In 2015, under conditions extensively documented in state capture records, the IPP office procurement system ground to a halt. One of the first actions of the Ramaphosa administration in early 2018 was to partially resuscitate this system, allowing 27 PPAs that had been halted in 2015 to go ahead. However, that was only a brief spurt of progress, and since 2018 the IPP office procurement system has all but failed.

In October 2019 the energy minister’s Integrated Resource Plan (IRP) officially acknowledged a short-term electricity supply gap of 2,000MW-3,000MW. The IRP directed that a power purchase programme be conducted to close the gap, and the Risk Mitigation IPP Procurement Programme (RMI4P) was hatched.

In 2021 the IPP office awarded preferred bidder status to Karpowership to supply 1,220MW as part of the RMI4P. Under the severely limited known terms of the PPA (most of it is secret), SA would be obliged to buy power from Karpowership for 20 years.

Using Karpowership while we have load-shedding might be good value (though publicly accessible details of the PPA could not even certify that), but it would be ridiculous to continue to be forced to buy this expensive energy for such a long time after the supply gap is closed, probably for about 15 years of the 20-year PPA.

Value for money

A high court application has presented an analysis that challenges the National Energy Regulator of SA (Nersa) licence granted to Karpowership. The analysis finds that the National Electricity Regulation Act requires Nersa to assure that SA gets value for money from public contracts such as the Karpowership PPAs; and that available information on the PPA strongly suggests it would be extremely bad value, costing tens of unnecessary billions when better solutions are available.

Instead of countering the legal challenge with an analysis proving value for money, Nersa has resorted to denying access to details of the record of decision that would provide such proof. This creates the suspicion that details in the record would not provide this proof. It further creates a situation where, if Karpowership can surmount the pile of other legal challenges it is facing, it will have to attempt to close the PPA contract with a pending court action challenging the Nersa licence.

There are cheaper and better solutions than Karpowership, as illustrated by other IPPs that won PPAs under the same RMI4P bidding round. If the Karpowership PPAs are forced through the system they will not only unnecessarily extract tens of billions of rand from our economy to pay for gas imports, but also break governance systems further on their way in. Then they will sail away, taking their power stations with them. 

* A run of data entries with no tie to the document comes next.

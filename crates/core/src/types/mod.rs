//! Core types for Cartwright.
//!
//! This module provides type-safe wrappers for common domain concepts.

pub mod id;
pub mod price;
pub mod quantity;
pub mod status;

pub use id::*;
pub use price::Price;
pub use quantity::{Quantity, QuantityError};
pub use status::*;
//! Cartwright Core - Shared types library.
//!
//! This crate provides the domain vocabulary used by every Cartwright component:
//! - `api` - JSON API and the inventory-aware order/cart engine
//! - `cli` - Command-line tools for migrations and seeding
//!
//! # Architecture
//!
//! The core crate contains only types and validation - no I/O, no database access,
//! no HTTP. Database codecs are compiled in only with the `postgres` feature.
//!
//! # Modules
//!
//! - [`types`] - Newtype wrappers for IDs, quantities, prices, and order/payment statuses

#![cfg_attr(not(test), forbid(unsafe_code))]

pub mod types;

pub use types::*;
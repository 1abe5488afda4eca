//! Cart route handlers.
//!
//! Adding an item reserves stock immediately. Removing a single item returns
//! its units to stock; emptying the whole cart does not.

use axum::{
    Json,
    extract::{
        Path, State,
        rejection::{JsonRejection, PathRejection},
    },
};
use serde::{Deserialize, Serialize};
use tracing::instrument;

use cartwright_core::ProductId;

use super::response::ApiResponse;
use crate::error::{Result, add_breadcrumb};
use crate::middleware::CurrentUser;
use crate::models::CartLine;
use crate::state::AppState;

/// Request body for adding to the cart.
#[derive(Debug, Deserialize)]
pub struct AddItemRequest {
    pub product_id: ProductId,
    pub quantity: i64,
}

/// Response body for emptying the cart.
#[derive(Debug, Serialize)]
pub struct EmptiedCart {
    pub removed: u64,
}

/// Establish the caller's cart.
///
/// POST /api/v1/cart
#[instrument(skip(state))]
pub async fn create(
    State(state): State<AppState>,
    CurrentUser(user_id): CurrentUser,
) -> ApiResponse<()> {
    state.cart().create_cart(user_id);
    ApiResponse::ok_with_message((), "cart ready")
}

/// List the caller's cart lines.
///
/// GET /api/v1/cart
#[instrument(skip(state))]
pub async fn show(
    State(state): State<AppState>,
    CurrentUser(user_id): CurrentUser,
) -> Result<ApiResponse<Vec<CartLine>>> {
    let lines = state.cart().get_cart(user_id).await?;
    Ok(ApiResponse::ok(lines))
}

/// Delete every line in the caller's cart.
///
/// DELETE /api/v1/cart
#[instrument(skip(state))]
pub async fn empty(
    State(state): State<AppState>,
    CurrentUser(user_id): CurrentUser,
) -> Result<ApiResponse<EmptiedCart>> {
    let removed = state.cart().empty_cart(user_id).await?;
    Ok(ApiResponse::ok(EmptiedCart { removed }))
}

/// Add units of a product to the caller's cart.
///
/// POST /api/v1/cart/items
#[instrument(skip(state, payload))]
pub async fn add_item(
    State(state): State<AppState>,
    CurrentUser(user_id): CurrentUser,
    payload: std::result::Result<Json<AddItemRequest>, JsonRejection>,
) -> Result<ApiResponse<CartLine>> {
    let Json(body) = payload?;

    let line = state
        .cart()
        .add_item(user_id, body.product_id, body.quantity)
        .await?;

    add_breadcrumb(
        "cart",
        "Added item",
        Some(&[("product_id", &body.product_id.to_string())]),
    );
    Ok(ApiResponse::ok(line))
}

/// Remove a product from the caller's cart and release its units.
///
/// DELETE /api/v1/cart/items/{product_id}
#[instrument(skip(state, path))]
pub async fn remove_item(
    State(state): State<AppState>,
    CurrentUser(user_id): CurrentUser,
    path: std::result::Result<Path<ProductId>, PathRejection>,
) -> Result<ApiResponse<CartLine>> {
    let Path(product_id) = path?;
    let line = state.cart().remove_item(user_id, product_id).await?;
    Ok(ApiResponse::ok(line))
}
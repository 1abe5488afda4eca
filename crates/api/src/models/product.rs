//! Product catalog types.

use chrono::{DateTime, Utc};
use serde::{Deserialize, Serialize};

use cartwright_core::{Price, ProductId};

/// A sellable product with its stock counter.
///
/// `stock` and `version` change only through the stock ledger; every
/// successful change bumps `version` by exactly one.
#[derive(Debug, Clone, PartialEq, Eq, Serialize, Deserialize)]
pub struct Product {
    /// Unique product ID.
    pub id: ProductId,
    /// Display name, also used in stock error messages.
    pub name: String,
    /// Current unit price.
    pub price: Price,
    /// Units available for sale. Never negative.
    pub stock: i32,
    /// Optimistic concurrency stamp.
    pub version: i64,
    /// When the product was created.
    pub created_at: DateTime<Utc>,
    /// When the product was last updated.
    pub updated_at: DateTime<Utc>,
}

/// Pagination window for catalog listings (1-based page).
#[derive(Debug, Clone, Copy, PartialEq, Eq, Hash)]
pub struct Page {
    pub page: u32,
    pub size: u32,
}

impl Page {
    /// Largest page size served.
    pub const MAX_SIZE: u32 = 100;

    /// Build a page, clamping out-of-range values.
    #[must_use]
    pub fn new(page: u32, size: u32) -> Self {
        Self {
            page: page.max(1),
            size: size.clamp(1, Self::MAX_SIZE),
        }
    }

    /// Row offset of the first item.
    #[must_use]
    pub const fn offset(&self) -> i64 {
        (self.page as i64 - 1) * self.size as i64
    }

    /// Number of rows to fetch.
    #[must_use]
    pub const fn limit(&self) -> i64 {
        self.size as i64
    }
}

impl Default for Page {
    fn default() -> Self {
        Self::new(1, 20)
    }
}

#[cfg(test)]
mod tests {
    use super::*;

    #[test]
    fn test_page_clamps() {
        let page = Page::new(0, 500);
        assert_eq!(page.page, 1);
        assert_eq!(page.size, Page::MAX_SIZE);
    }

    #[test]
    fn test_page_offset() {
        let page = Page::new(3, 10);
        assert_eq!(page.offset(), 20);
        assert_eq!(page.limit(), 10);
    }
}
//! HTTP route handlers.
//!
//! # Route Structure
//!
//! ```text
//! GET    /health                      - Liveness check
//! GET    /health/ready                - Readiness check (store ping)
//!
//! # Cart (x-user-id required)
//! POST   /api/v1/cart                 - Establish cart
//! GET    /api/v1/cart                 - List cart lines
//! DELETE /api/v1/cart                 - Empty cart (stock is not released)
//! POST   /api/v1/cart/items           - Add item, reserving stock
//! DELETE /api/v1/cart/items/{id}      - Remove item, releasing stock
//!
//! # Orders (x-user-id required)
//! POST   /api/v1/orders               - Create order (single attempt)
//! GET    /api/v1/orders/{id}          - Order with lines and payment
//! PATCH  /api/v1/orders/{id}          - Update shipping fields / status
//! POST   /api/v1/checkout             - Create order, retrying conflicts
//!
//! # Catalog (cached)
//! GET    /api/v1/products             - Product listing (?page=&size=)
//! GET    /api/v1/products/{id}        - Product detail
//! ```

pub mod cart;
pub mod orders;
pub mod products;
pub mod response;

use axum::{
    Router,
    extract::State,
    http::{HeaderValue, StatusCode, header},
    middleware,
    routing::{delete, get, post},
};
use tower::ServiceBuilder;
use tower_http::{
    set_header::SetResponseHeaderLayer,
    timeout::TimeoutLayer,
    trace::{DefaultOnResponse, OnResponse, TraceLayer},
};
use tracing::Span;

use crate::middleware::request_id_middleware;
use crate::state::AppState;

/// Create the cart routes router.
pub fn cart_routes() -> Router<AppState> {
    Router::new()
        .route("/", post(cart::create).get(cart::show).delete(cart::empty))
        .route("/items", post(cart::add_item))
        .route("/items/{product_id}", delete(cart::remove_item))
}

/// Create the order routes router.
pub fn order_routes() -> Router<AppState> {
    Router::new()
        .route("/", post(orders::create))
        .route("/{order_id}", get(orders::show).patch(orders::update))
}

/// Create the product routes router.
pub fn product_routes() -> Router<AppState> {
    Router::new()
        .route("/", get(products::index))
        .route("/{product_id}", get(products::show))
}

/// Create the versioned JSON API router.
pub fn api_routes() -> Router<AppState> {
    Router::new()
        .nest("/cart", cart_routes())
        .nest("/orders", order_routes())
        .route("/checkout", post(orders::checkout))
        .nest("/products", product_routes())
        .layer(SetResponseHeaderLayer::if_not_present(
            header::CACHE_CONTROL,
            HeaderValue::from_static("no-store"),
        ))
}

/// Build the full application router: health checks, API routes, tracing,
/// request IDs, and the request deadline.
pub fn app(state: AppState) -> Router {
    let timeout = state.config().request_timeout;

    Router::new()
        .route("/health", get(health))
        .route("/health/ready", get(readiness))
        .nest("/api/v1", api_routes())
        .with_state(state)
        .layer(
            ServiceBuilder::new()
                .layer(
                    TraceLayer::new_for_http()
                        .make_span_with(|request: &axum::http::Request<_>| {
                            tracing::info_span!(
                                "http_request",
                                method = %request.method(),
                                uri = %request.uri(),
                                request_id = tracing::field::Empty,
                                user_id = tracing::field::Empty,
                                status = tracing::field::Empty,
                                latency_ms = tracing::field::Empty,
                            )
                        })
                        .on_response(
                            |response: &axum::http::Response<_>,
                             latency: std::time::Duration,
                             span: &Span| {
                                span.record("status", response.status().as_u16());
                                span.record(
                                    "latency_ms",
                                    u64::try_from(latency.as_millis()).unwrap_or(u64::MAX),
                                );
                                DefaultOnResponse::default().on_response(response, latency, span);
                            },
                        ),
                )
                .layer(middleware::from_fn(request_id_middleware))
                .layer(TimeoutLayer::with_status_code(
                    StatusCode::REQUEST_TIMEOUT,
                    timeout,
                )),
        )
}

/// Liveness health check endpoint.
///
/// Returns "ok" if the server is running. Does not check dependencies.
async fn health() -> &'static str {
    "ok"
}

/// Readiness health check endpoint.
///
/// Returns 503 Service Unavailable if the store is not reachable.
async fn readiness(State(state): State<AppState>) -> StatusCode {
    match state.store().ping().await {
        Ok(()) => StatusCode::OK,
        Err(e) => {
            tracing::warn!(error = %e, "Readiness check failed");
            StatusCode::SERVICE_UNAVAILABLE
        }
    }
}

Failure to offer value for money is not the only serious problem with Karpowerships, but I will limit my comment to it because this aspect alone should be enough to put the entire deal in question. Value for money is, after all, required by SA law in this case. 

Who benefits? 

Huge interests are at stake. Most of the cost of Karpowerships’ power is imported gas. The opaque PPA information suggests government insiders will have undue influence over secret international gas supply contracts. So, apart from Karpowership’s owners, the major beneficiaries will be people involved in secret gas contracts.

SA has a highly unfortunate recent history of large fossil fuel-for-power contracts costing billions in losses. These were central to state capture. Like the state capture deals, the Karpowership deal has more features of a deal meant to enrich insiders than a rational solution to supply power to the country. 

Possibly worse, while the energy ministry has been bending over backwards to force Karpowership in, the ministry’s IPP office has fallen far short of what department of mineral resources & energy plans admit is required to close the gap and meet growing demand. This will continue to cause immense damage for years to come and, with the government shifting all blame for load-shedding to Eskom, it will continue to deny the root cause of the electricity shortage and so continue to avoid addressing it. 

• Trollip is a research fellow in energy at the University of Cape Town​’s Global Risk Governance Programme.